You can find them in profound anemia. You can find them in leukemia. You can find them in certain
connective tissue diseases like lupus. But when you see something like this, you certainly want to think
of endocarditis and draw blood cultures. Unfortunately, the use of the ophthalmoscope is in decline
for reasons that I’m not certain about. When you look at a typical work-up, you may see HEENT
within normal limits, WNL. Now, I wonder if sometimes the WNL really means we never looked.
The emboli can show up also in the conjunctival sac. So, in somebody you’re working up for endocarditis,
all you have to do is pull the eyelid down and you may see these conjunctival hemorrhages.
Osler’s nodes named for Sir William Osler, the actual founder of the specialty of internal medicine,
wrote a treatise on infective endocarditis. Dr. Osler didn’t have any treatment that he could use
for endocarditis but he described it better than most modern people could possibly describe it.
One of the things he found were these painful nodules that develop at the ends of the fingers and toes.
So, what’s happened is you had an emboli going to the fingers and toes from the vegetations
usually due to lower-virulence organisms. The body then, the immune system surrounds these organisms
and makes a little tender inflammatory nodule around them. That’s what you call an Osler’s node.
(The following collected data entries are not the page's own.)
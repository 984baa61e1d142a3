//! Converts an OpenAPI document to the ApiDefinition IR

use super::types::OpenApiSpec;
use openapi_ingress_common::{ApiDefinition, ApiPath, GeneratorError, Result};

/// Convert OpenAPI document to ApiDefinition
pub fn convert_openapi_to_api_definition(spec: &OpenApiSpec) -> Result<ApiDefinition> {
    let mut paths = Vec::with_capacity(spec.paths.len());

    for (template, item) in spec.paths.iter() {
        check_template(template)?;

        paths.push(ApiPath {
            template: template.to_string(),
            methods: item.methods(),
            disabled: item.ingress_extension().and_then(|ext| ext.disabled),
        });
    }

    Ok(ApiDefinition {
        title: spec.info.title.clone(),
        version: spec.info.version.clone(),
        paths,
    })
}

/// Path templates must be absolute and every `{variable}` must be named,
/// closed, and kept within one segment
fn check_template(template: &str) -> Result<()> {
    if !template.starts_with('/') {
        return Err(GeneratorError::Parse(format!(
            "path {:?} must begin with '/'",
            template
        )));
    }

    // length of the variable name read so far, while inside braces
    let mut variable: Option<usize> = None;
    for c in template.chars() {
        variable = match (c, variable) {
            ('{', None) => Some(0),
            ('}', Some(0)) => {
                return Err(GeneratorError::Parse(format!(
                    "path {:?} has an unnamed variable",
                    template
                )))
            }
            ('}', Some(_)) => None,
            ('{' | '}' | '/', _) => return Err(malformed(template)),
            (_, Some(len)) => Some(len + 1),
            (_, None) => None,
        };
    }

    if variable.is_some() {
        return Err(malformed(template));
    }

    Ok(())
}

fn malformed(template: &str) -> GeneratorError {
    GeneratorError::Parse(format!("path {:?} has malformed variable braces", template))
}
We’d like to say we find this in virtually every person but we see this in about 5% of patients.
Some other presentations that should get your antenna up are that of sepsis for no apparent reason,
congestive heart failure for no apparent reason, a septic pulmonary embolus. This is common
in a couple of situations. One, in IV drug users and if you think about it, they’re shooting things up
via their arm veins. Of course, if those are infective things and contain staph in them then you will have
organisms lodge in the lower lobes of the lungs and produce abscess. Also, those organisms gain access
to the left side of the heart as well, or stroke in a young person. What’s that all about,
especially if they have fever? You ought to think of endocarditis, or acute peripheral artery occlusion,
or renal failure. I know of one patient that I saw when I was in my training. That was a young man.
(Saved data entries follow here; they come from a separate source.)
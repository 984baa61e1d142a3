//! Kubernetes `networking.k8s.io/v1` Ingress schema
//!
//! Only the fields the generators emit are modelled. Field names follow the
//! Kubernetes API (camelCase) so the YAML output can be applied as-is.

use serde::{Deserialize, Serialize};

/// API version of generated Ingress resources
pub const INGRESS_API_VERSION: &str = "networking.k8s.io/v1";

/// Kind of generated Ingress resources
pub const INGRESS_KIND: &str = "Ingress";

/// Ingress resource
#[derive(Debug, Clone, PartialEq, Eq, Serialize, Deserialize)]
#[serde(rename_all = "camelCase")]
pub struct Ingress {
    pub api_version: String,
    pub kind: String,
    pub metadata: ObjectMeta,
    pub spec: IngressSpec,
}

/// Resource identity
#[derive(Debug, Clone, Default, PartialEq, Eq, Serialize, Deserialize)]
pub struct ObjectMeta {
    pub name: String,

    #[serde(default, skip_serializing_if = "String::is_empty")]
    pub namespace: String,
}

#[derive(Debug, Clone, Default, PartialEq, Eq, Serialize, Deserialize)]
#[serde(rename_all = "camelCase")]
pub struct IngressSpec {
    /// Omitted when empty so the cluster default class applies
    #[serde(default, skip_serializing_if = "Option::is_none")]
    pub ingress_class_name: Option<String>,

    #[serde(default)]
    pub rules: Vec<IngressRule>,
}

#[derive(Debug, Clone, PartialEq, Eq, Serialize, Deserialize)]
pub struct IngressRule {
    #[serde(default, skip_serializing_if = "Option::is_none")]
    pub host: Option<String>,

    pub http: HttpIngressRuleValue,
}

#[derive(Debug, Clone, PartialEq, Eq, Serialize, Deserialize)]
pub struct HttpIngressRuleValue {
    pub paths: Vec<HttpIngressPath>,
}

#[derive(Debug, Clone, PartialEq, Eq, Serialize, Deserialize)]
#[serde(rename_all = "camelCase")]
pub struct HttpIngressPath {
    pub path_type: PathType,
    pub path: String,
    pub backend: IngressBackend,
}

/// How an Ingress path is matched against request paths
#[derive(Debug, Clone, Copy, PartialEq, Eq, Serialize, Deserialize)]
pub enum PathType {
    Exact,
    Prefix,
    ImplementationSpecific,
}

#[derive(Debug, Clone, PartialEq, Eq, Serialize, Deserialize)]
pub struct IngressBackend {
    pub service: IngressServiceBackend,
}

#[derive(Debug, Clone, PartialEq, Eq, Serialize, Deserialize)]
pub struct IngressServiceBackend {
    pub name: String,
    pub port: ServiceBackendPort,
}

#[derive(Debug, Clone, Copy, PartialEq, Eq, Serialize, Deserialize)]
pub struct ServiceBackendPort {
    pub number: u16,
}

impl Ingress {
    /// Create an empty Ingress with the given identity
    pub fn new(name: impl Into<String>, namespace: impl Into<String>) -> Self {
        Self {
            api_version: INGRESS_API_VERSION.to_string(),
            kind: INGRESS_KIND.to_string(),
            metadata: ObjectMeta {
                name: name.into(),
                namespace: namespace.into(),
            },
            spec: IngressSpec::default(),
        }
    }

    pub fn name(&self) -> &str {
        &self.metadata.name
    }

    /// All HTTP paths across every rule
    pub fn http_paths(&self) -> impl Iterator<Item = &HttpIngressPath> {
        self.spec.rules.iter().flat_map(|r| r.http.paths.iter())
    }
}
He had a lot of acne but he came in with renal failure and he had no fever. So, there was nothing really
to suspect endocarditis. But we found out that he had renal failure, had never had any predisposing
conditions for it. So on a hunch, blood cultures were drawn and they were positive for coagulase,
negative staphylococci, several blood cultures. So, patients in renal failure may not have the fever
that you’re expecting. So, one of the causes of acute and chronic renal failure actually
is infective endocarditis. As you might expect, these tiny little fragments from these vegetations
go everywhere. That includes the brain. So, that leads to cerebral complications in 15% to 20% of patients.
They may have an ischemic or hemorrhagic stroke. But most of them have not had
such a preceding diagnosis. They may have only a transient ischemic attack. It may be a totally
silent embolism. Furthermore, you can have emboli that go to the vasa vasorum of the major
blood vessels of the head. The vaso vasorum are the blood vessels that supply blood vessels.
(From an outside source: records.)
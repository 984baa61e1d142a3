//! Generation options
//!
//! Options are assembled by the caller from an optional YAML file, per-path
//! overrides declared in the API document, and command-line flags. Generators
//! only ever read them.

use crate::{GeneratorError, Result};
use serde::{Deserialize, Serialize};
use std::collections::BTreeMap;
use std::fs;
use std::path::Path;

/// Options shared by all generators
#[derive(Debug, Clone, PartialEq, Eq, Serialize, Deserialize)]
#[serde(default)]
pub struct Options {
    /// Namespace the generated resources live in
    pub namespace: String,

    /// Backend service the resources route to
    pub service: ServiceOptions,

    /// Path handling
    pub path: PathOptions,

    /// Host the rules apply to; empty means any host
    pub host: String,

    /// Ingress specific settings
    pub ingress: IngressOptions,

    /// Per-path overrides keyed by path template
    pub paths: BTreeMap<String, PathSubOptions>,
}

#[derive(Debug, Clone, PartialEq, Eq, Serialize, Deserialize)]
#[serde(default)]
pub struct ServiceOptions {
    pub name: String,
    pub port: u16,
}

#[derive(Debug, Clone, PartialEq, Eq, Serialize, Deserialize)]
#[serde(default)]
pub struct PathOptions {
    /// Base path every API path is mounted under
    pub base: String,

    /// Force one resource per API path
    pub split: bool,
}

#[derive(Debug, Clone, Default, PartialEq, Eq, Serialize, Deserialize)]
#[serde(default)]
pub struct IngressOptions {
    /// Ingress class name; empty means the cluster default
    pub class: String,
}

#[derive(Debug, Clone, Default, PartialEq, Eq, Serialize, Deserialize)]
#[serde(default)]
pub struct PathSubOptions {
    pub disabled: Option<bool>,
}

pub const DEFAULT_NAMESPACE: &str = "default";
pub const DEFAULT_SERVICE_PORT: u16 = 80;
pub const DEFAULT_BASE_PATH: &str = "/";

impl Default for Options {
    fn default() -> Self {
        Self {
            namespace: DEFAULT_NAMESPACE.to_string(),
            service: ServiceOptions::default(),
            path: PathOptions::default(),
            host: String::new(),
            ingress: IngressOptions::default(),
            paths: BTreeMap::new(),
        }
    }
}

impl Default for ServiceOptions {
    fn default() -> Self {
        Self {
            name: String::new(),
            port: DEFAULT_SERVICE_PORT,
        }
    }
}

impl Default for PathOptions {
    fn default() -> Self {
        Self {
            base: DEFAULT_BASE_PATH.to_string(),
            split: false,
        }
    }
}

impl Options {
    /// Load options from a YAML file
    pub fn load(path: &Path) -> Result<Self> {
        let content = fs::read_to_string(path).map_err(|e| {
            GeneratorError::Parse(format!("Failed to read options file {:?}: {}", path, e))
        })?;

        Self::from_yaml(&content).map_err(|e| {
            GeneratorError::Parse(format!("Failed to parse options from {:?}: {}", path, e))
        })
    }

    /// Parse options from a YAML string; missing fields take their defaults
    pub fn from_yaml(yaml: &str) -> Result<Self> {
        if yaml.trim().is_empty() {
            return Ok(Self::default());
        }
        Ok(serde_yaml::from_str(yaml)?)
    }

    /// Whether the given path template is disabled by an override
    pub fn is_path_disabled(&self, path: &str) -> bool {
        self.paths
            .get(path)
            .and_then(|sub| sub.disabled)
            .unwrap_or(false)
    }

    /// Mark a path template as disabled
    pub fn disable_path(&mut self, path: impl Into<String>) {
        self.paths.entry(path.into()).or_default().disabled = Some(true);
    }

    /// Merge overrides that come from a lower-precedence source
    ///
    /// An override already present for a path wins over the merged one.
    pub fn merge_path_overrides<I, S>(&mut self, overrides: I)
    where
        I: IntoIterator<Item = (S, bool)>,
        S: Into<String>,
    {
        for (path, disabled) in overrides {
            let sub = self.paths.entry(path.into()).or_default();
            if sub.disabled.is_none() {
                sub.disabled = Some(disabled);
            }
        }
    }

    /// Set a single option by its dotted key, e.g. `path.base`
    pub fn set(&mut self, key: &str, value: &str) -> Result<()> {
        match key {
            "namespace" => self.namespace = value.to_string(),
            "host" => self.host = value.to_string(),
            "service.name" => self.service.name = value.to_string(),
            "service.port" => {
                self.service.port = value.parse().map_err(|_| {
                    GeneratorError::Validation(format!("invalid service.port: {:?}", value))
                })?
            }
            "path.base" => self.path.base = value.to_string(),
            "path.split" => {
                self.path.split = value.parse().map_err(|_| {
                    GeneratorError::Validation(format!("invalid path.split: {:?}", value))
                })?
            }
            "ingress.class" => self.ingress.class = value.to_string(),
            other => {
                return Err(GeneratorError::Validation(format!(
                    "unknown option: {}",
                    other
                )))
            }
        }
        Ok(())
    }

    /// Check that the options are complete and well formed
    pub fn validate(&self) -> Result<()> {
        if !is_dns_label(&self.namespace) {
            return Err(GeneratorError::Validation(format!(
                "namespace {:?} is not a valid DNS-1123 label",
                self.namespace
            )));
        }

        if self.service.name.is_empty() {
            return Err(GeneratorError::Validation(
                "service.name is required".to_string(),
            ));
        }
        if !is_dns_label(&self.service.name) {
            return Err(GeneratorError::Validation(format!(
                "service.name {:?} is not a valid DNS-1123 label",
                self.service.name
            )));
        }
        if self.service.port == 0 {
            return Err(GeneratorError::Validation(
                "service.port must be between 1 and 65535".to_string(),
            ));
        }

        if !self.path.base.starts_with('/') {
            return Err(GeneratorError::Validation(format!(
                "path.base {:?} must begin with '/'",
                self.path.base
            )));
        }

        if self.host.contains('/') || self.host.contains(':') {
            return Err(GeneratorError::Validation(format!(
                "host {:?} must be a bare host name",
                self.host
            )));
        }

        Ok(())
    }
}

/// RFC 1123 label: lowercase alphanumerics and '-', alphanumeric at both ends
fn is_dns_label(s: &str) -> bool {
    if s.is_empty() || s.len() > 63 {
        return false;
    }
    let valid_char = |c: char| c.is_ascii_lowercase() || c.is_ascii_digit();
    s.chars().all(|c| valid_char(c) || c == '-')
        && s.starts_with(valid_char)
        && s.ends_with(valid_char)
}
If you embolized one of those, you would then weaken the wall of the blood vessel that supplied.
The infection can spread through the vessel wall and give something called a mycotic aneurysm.
That term mycotic is a misnomer. Mycotic seems to imply this is a fungal aneurysm.
Perhaps at one time, that’s what they were thought to be but actually these are most likely
caused by bacteria. They also can embolize to the brain and result in a brain abscess or meningitis.